Nah, proses editing video adalah proses yang sangat panjang, ada banyak detail yang harus diperhatikan dan dibenahi sehingga membutuhkan ketekunan dan kesabaran. Yang dibutuhkan untuk editing video adalah  software Adobe Premiere dan komputer yang memadai, bisa juga menggunakan notebook atau netbook, tapi kadang error karena membutuhkan memory space yang besar.
Karena netbook yang ngeblank sewaktu ngerender adalah ujian terbesar bagi seorang videographer.
Kekurangan video akan terlihat saat proses editing, entah itu materinya yang kurang banyak, pengambilan gambar yang kurang pas, gambarnya ngeblur, kameramen kelihatan di kaca atau instruksi standar (camera!, action!, cut!) yang gak sengaja keselip. Untuk menyiasatinya, kita usahakan untuk mengambil materi sebanyak-banyaknya.

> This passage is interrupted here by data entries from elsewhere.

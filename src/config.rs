use std::path::PathBuf;

use thiserror::Error;
use tracing::info;

use crate::constants;

#[derive(Debug, Error, Clone, PartialEq)]
pub enum ConfigError {
    #[error("API key not found. Make sure ANTHROPIC_API_KEY is set in .env.local")]
    MissingApiKey,
    #[error("Supabase URL or anon key is missing. Set SUPABASE_URL and SUPABASE_ANON_KEY")]
    MissingBackend,
}

/// Settings for the Claude Messages API.
#[derive(Debug, Clone)]
pub struct ClaudeConfig {
    pub api_key: Option<String>,
    pub endpoint: String,
    pub model: String,
    pub max_tokens: u32,
}

impl ClaudeConfig {
    pub fn api_key(&self) -> Result<&str, ConfigError> {
        self.api_key.as_deref().ok_or(ConfigError::MissingApiKey)
    }
}

impl Default for ClaudeConfig {
    fn default() -> Self {
        Self {
            api_key: None,
            endpoint: constants::ANTHROPIC_API_URL.clone(),
            model: constants::CLAUDE_MODEL.clone(),
            max_tokens: *constants::CLAUDE_MAX_TOKENS,
        }
    }
}

/// Settings for the Supabase auth backend. Both values are required for any
/// auth call; either one missing leaves the app usable but signed out.
#[derive(Debug, Clone, Default)]
pub struct SupabaseConfig {
    pub url: Option<String>,
    pub anon_key: Option<String>,
}

impl SupabaseConfig {
    pub fn is_configured(&self) -> bool {
        self.url.is_some() && self.anon_key.is_some()
    }

    pub fn credentials(&self) -> Result<(&str, &str), ConfigError> {
        match (self.url.as_deref(), self.anon_key.as_deref()) {
            (Some(url), Some(key)) => Ok((url.trim_end_matches('/'), key)),
            _ => Err(ConfigError::MissingBackend),
        }
    }
}

#[derive(Debug, Clone, Default)]
pub struct AppConfig {
    pub claude: ClaudeConfig,
    pub supabase: SupabaseConfig,
    pub session_file: Option<PathBuf>,
}

/// Loads `.env.local` and then `.env` into the process environment. Values
/// already set win, so the first file to define a key decides it.
pub fn load_env_files() {
    dotenvy::from_filename(".env.local").ok();
    dotenvy::dotenv().ok();
}

impl AppConfig {
    pub fn from_env() -> Self {
        Self::from_lookup(|key| std::env::var(key).ok())
    }

    pub fn from_lookup<F>(lookup: F) -> Self
    where
        F: Fn(&str) -> Option<String>,
    {
        let first = |names: &[&str]| {
            names
                .iter()
                .filter_map(|name| lookup(*name))
                .map(|v| v.trim().to_string())
                .find(|v| !v.is_empty())
        };

        let api_key = first(constants::API_KEY_VARS);
        if api_key.is_none() {
            info!("Claude API key not found in environment");
        }

        let supabase = SupabaseConfig {
            url: first(constants::SUPABASE_URL_VARS),
            anon_key: first(constants::SUPABASE_ANON_KEY_VARS),
        };
        if !supabase.is_configured() {
            info!("Supabase URL or anon key is missing; auth is disabled");
        }

        let session_file = first(&[constants::SESSION_FILE_VAR][..])
            .map(PathBuf::from)
            .or_else(|| {
                first(&["HOME"][..])
                    .map(|home| PathBuf::from(home).join(".promptviz").join("session.json"))
            });

        Self {
            claude: ClaudeConfig {
                api_key,
                ..ClaudeConfig::default()
            },
            supabase,
            session_file,
        }
    }
}
//! Боевые input/aim компоненты игрока

use bevy::prelude::*;

/// Состояние кнопки огня. `was_held` защёлкивается в конце тика,
/// чтобы `down()` видел фронт нажатия ровно один тик.
#[derive(Component, Debug, Default, Clone, Copy)]
pub struct FireInput {
    pub held: bool,
    pub was_held: bool,
}

impl FireInput {
    /// Кнопка нажата в этот тик
    pub fn down(&self) -> bool {
        self.held && !self.was_held
    }

    /// Кнопка отпущена в этот тик
    pub fn released(&self) -> bool {
        !self.held && self.was_held
    }
}

/// Точка прицеливания игрока (движок пишет её из камеры)
#[derive(Component, Debug, Clone, Copy)]
pub struct AimTarget {
    pub point: Vec3,
}

impl Default for AimTarget {
    fn default() -> Self {
        Self {
            point: Vec3::NEG_Z * 100.0,
        }
    }
}

/// Точка вылета снарядов относительно актора
#[derive(Component, Debug, Clone, Copy)]
pub struct Muzzle {
    pub offset: Vec3,
}

impl Default for Muzzle {
    fn default() -> Self {
        Self {
            offset: Vec3::new(0.0, 1.5, 0.0),
        }
    }
}

impl Muzzle {
    pub fn world_origin(&self, transform: &Transform) -> Vec3 {
        transform.translation + self.offset
    }
}

/// Внешний override разброса (напр. разброс от бега) — применяется
/// только если больше собственного разброса оружия
#[derive(Component, Debug, Clone, Copy)]
pub struct BulletSpreadOverride(pub f32);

Proses detailing inilah yang nantinya menentukan kualitas suatu video.
Semenjak mengikuti pelatihan editing video aku memiliki kegiatan baru, yaitu menonton FTV dan sinetron stripping. Sebagai bahan referensi :D . Menurutku, FTV dan sinetron stripping adalah versi canggih dari tugas-tugas yang pernah kita buat hehe
Tak terasa hampir 3 bulan lamanya aku berkutat dengan kamera dan rendering, eh bukan Cuma aku, kita semua. Selama ini kita telah menghasilkan berbagai macam video dengan berbagai teknik, dari company profile, dubbing film impor, MV, dokumenter, interview, short movie sampai tutorial memasak.
Ternyata ... eh ternyata ... membuat video tidak sesulit yang dibayangkan, namun juga tidak mudah. Yang sulit adalah membuat konsep dan memanage waktu.
It’s the productivest 3 months of my hiatus cycle.

You May Also Like

0 komentar

Feel free to give comment and feedback also don't hesitate to contact me by demilestari@gmail.com.

Thank you.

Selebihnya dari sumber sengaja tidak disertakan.